Big Data on your local machine : Installing Hadoop Cluster (Multi Node regime)
A few days ago I published an article about Hadoop installation (in Single Node regime). After that I received so many emails from guys who wanted to change their single node to cluster (Multi-Node regime).
So, I’ll help you ‘cause I had similar problems a few months ago when my System Administrator took his holidays and left me face to face with a lot of single machines without Cluster Ring of Power.
Thinking about future cluster
Of course, we should have a Virtual Machine (VM) with Ubuntu 14.10 and installed Hadoop 2.6.0 according instructions from previous paper.
In the first, we need to design future cluster and understand how many nodes are required for our deals. If it is your first cluster and your have few separated primary nodes, it will be easy to join them one by one.
The master node will run the ‘father’ threads for each floor: NameNode for the HDFS storage layer, and JobTracker for the MapReduce processing layer. All machines (including master) will run the ‘child’ daemons: DataNode for the HDFS layer, and TaskTracker for MapReduce processing layer.
Basically, the ‘father’ threads are responsible for coordination and management of the ‘child’ daemons. ‘Child’ daemons are responsible for real data processing and can be easy stopped or recreated by ‘father’ thread. Of course, in the small cluster we no needs in separate machines for history server or other ‘father’ processes.
The first breath
The first breath
The existing node with working Hadoop can be a primary (master) node and we can copy an image of this node after some preparations.
Please rename the primary node to ‘master’ by changing current name stored in ‘hostname’ file.
$ sudo nano /etc/hostname
Disable IPv6 by modifying /etc/sysctl.conf file, put the following lines in the end of the file.
# IPv6 net.ipv6.conf.all.disable_ipv6 = 1 net.ipv6.conf.default.disable_ipv6 = 1 net.ipv6.conf.lo.disable_ipv6 = 1
Change an old hostname ‘localhost’ on ‘master’ in core-site.xml.
$ sudo nano /usr/local/hadoop/etc/hadoop/core-site.xml
Add yarn schedule settings in yarn-site.xml
$ sudo nano /usr/local/hadoop/etc/hadoop/yarn-site.xml
<property> <name>yarn.resourcemanager.scheduler.address</name> <value>master:8030</value> </property> <property> <name>yarn.resourcemanager.address</name> <value>master:8032</value> </property> <property> <name>yarn.resourcemanager.webapp.address</name> <value>master:8088</value> </property> <property> <name>yarn.resourcemanager.resource-tracker.address</name> <value>master:8031</value> </property> <property> <name>yarn.resourcemanager.admin.address</name> <value>master:8033</value> </property>
Let’s begin the process of reproduction…
In this case we will create a 3 slave nodes with next names: slave1, slave2 and slave3. No big deal, yeah?

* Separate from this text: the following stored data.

//! Database schema migrations
//!
//! Versioned, idempotent upgrades for databases created by older releases.
//! Tables created fresh by `init` already have the current shape, so every
//! migration checks before it changes anything.
//!
//! # Migration Guidelines
//!
//! 1. **Never modify existing migrations** - users upgrade from any older version
//! 2. **Always add new migrations** - one function per schema change
//! 3. **Use ALTER TABLE** - preserve data

use crate::Result;
use sqlx::SqlitePool;
use tracing::{info, warn};

/// Current schema version
///
/// **IMPORTANT:** Increment this when adding new migrations
pub const CURRENT_SCHEMA_VERSION: i32 = 1;

/// Get current schema version from database
///
/// Returns 0 if schema_version table doesn't exist or has no rows
pub async fn get_schema_version(pool: &SqlitePool) -> Result<i32> {
    let table_exists: bool = sqlx::query_scalar(
        r#"
        SELECT EXISTS(
            SELECT 1 FROM sqlite_master
            WHERE type='table' AND name='schema_version'
        )
        "#
    )
    .fetch_one(pool)
    .await?;

    if !table_exists {
        return Ok(0);
    }

    let version: Option<i32> = sqlx::query_scalar(
        "SELECT version FROM schema_version ORDER BY version DESC LIMIT 1"
    )
    .fetch_optional(pool)
    .await?;

    Ok(version.unwrap_or(0))
}

async fn set_schema_version(pool: &SqlitePool, version: i32) -> Result<()> {
    sqlx::query("INSERT OR IGNORE INTO schema_version (version) VALUES (?)")
        .bind(version)
        .execute(pool)
        .await?;

    Ok(())
}

/// Run all pending migrations
pub async fn run_migrations(pool: &SqlitePool) -> Result<()> {
    let current_version = get_schema_version(pool).await?;

    if current_version == CURRENT_SCHEMA_VERSION {
        info!("Database schema is up to date (v{})", current_version);
        return Ok(());
    }

    if current_version > CURRENT_SCHEMA_VERSION {
        warn!(
            "Database schema version ({}) is newer than code version ({})",
            current_version, CURRENT_SCHEMA_VERSION
        );
        return Ok(());
    }

    info!(
        "Running database migrations: v{} -> v{}",
        current_version, CURRENT_SCHEMA_VERSION
    );

    if current_version < 1 {
        migrate_v1(pool).await?;
        set_schema_version(pool, 1).await?;
        info!("✓ Migration v1 completed");
    }

    Ok(())
}

/// Migration v1: Normalize conversation states
///
/// Older releases wrote `default` for the idle state and left other
/// free-form values behind. Anything outside the closed set becomes `idle`.
async fn migrate_v1(pool: &SqlitePool) -> Result<()> {
    let result = sqlx::query(
        r#"
        UPDATE users SET conversation_state = 'idle'
        WHERE conversation_state NOT IN ('idle', 'uploading', 'searching')
        "#,
    )
    .execute(pool)
    .await?;

    if result.rows_affected() > 0 {
        info!(
            "  ✓ Normalized {} legacy conversation state(s) to idle",
            result.rows_affected()
        );
    }
    Ok(())
}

Please copy our master node three times and check that all copied nodes are available. After that we collect all internal IPv4* and put it in the hosts file as pairs (ip, hostname).
<internal ip> slave1 <internal ip> slave2 <internal ip> slave3
$ sudo nano /etc/hosts
For example, in Google Compute Engine, it’s very easy to evaluate by the one command:
$ sudo /usr/share/google/safe_format_and_mount -m "mkfs.ext4 -F" -o defaults,auto,noatime,noexec /dev/sdc /usr/local/hadoop_store/hdfs/datanode
The next command will help us to verify the result of the disk mount
$ df -h --total
At the end, we should connect to each slave node by SSH and format Namenode directory
$ ssh slave1 $ hdfs namenode -format $ logout
Elephant escaped from the zoo
But how Hadoop will know about slave nodes? Hadoop reads the list of slaves from special slaves file. We should delete ‘localhost’ and add list of slaves.
$ sudo nano /usr/local/hadoop/etc/hadoop/slaves master slave1 slave2 slave3
But Hadoop cluster doesn’t work yet because we forgive about the power of SSH: we need to say our master node that it can has unsafe contacts with slave nodes.
Add new slave hosts to the list public keys :
$ ssh-copy-id -i $HOME/.ssh/id_rsa.pub hduser@slave1 $ ssh-copy-id -i $HOME/.ssh/id_rsa.pub hduser@slave2 $ ssh-copy-id -i $HOME/.ssh/id_rsa.pub hduser@slave3
Please restart all running datanodes and namenodes by next commands:
$ stop-yarn.sh $ stop-dfs.sh $ start-yarn.sh $ start-dfs.sh
In proboscis conclusion
Now we have a running cluster with simple settings and, of course, we can parallelize our MapReduce jobs. It’s enough for debugging and development but maybe isn’t enough for production.
The next article about Hadoop MapReduce settings is coming soon!
So Long, and Thanks for all the Fish!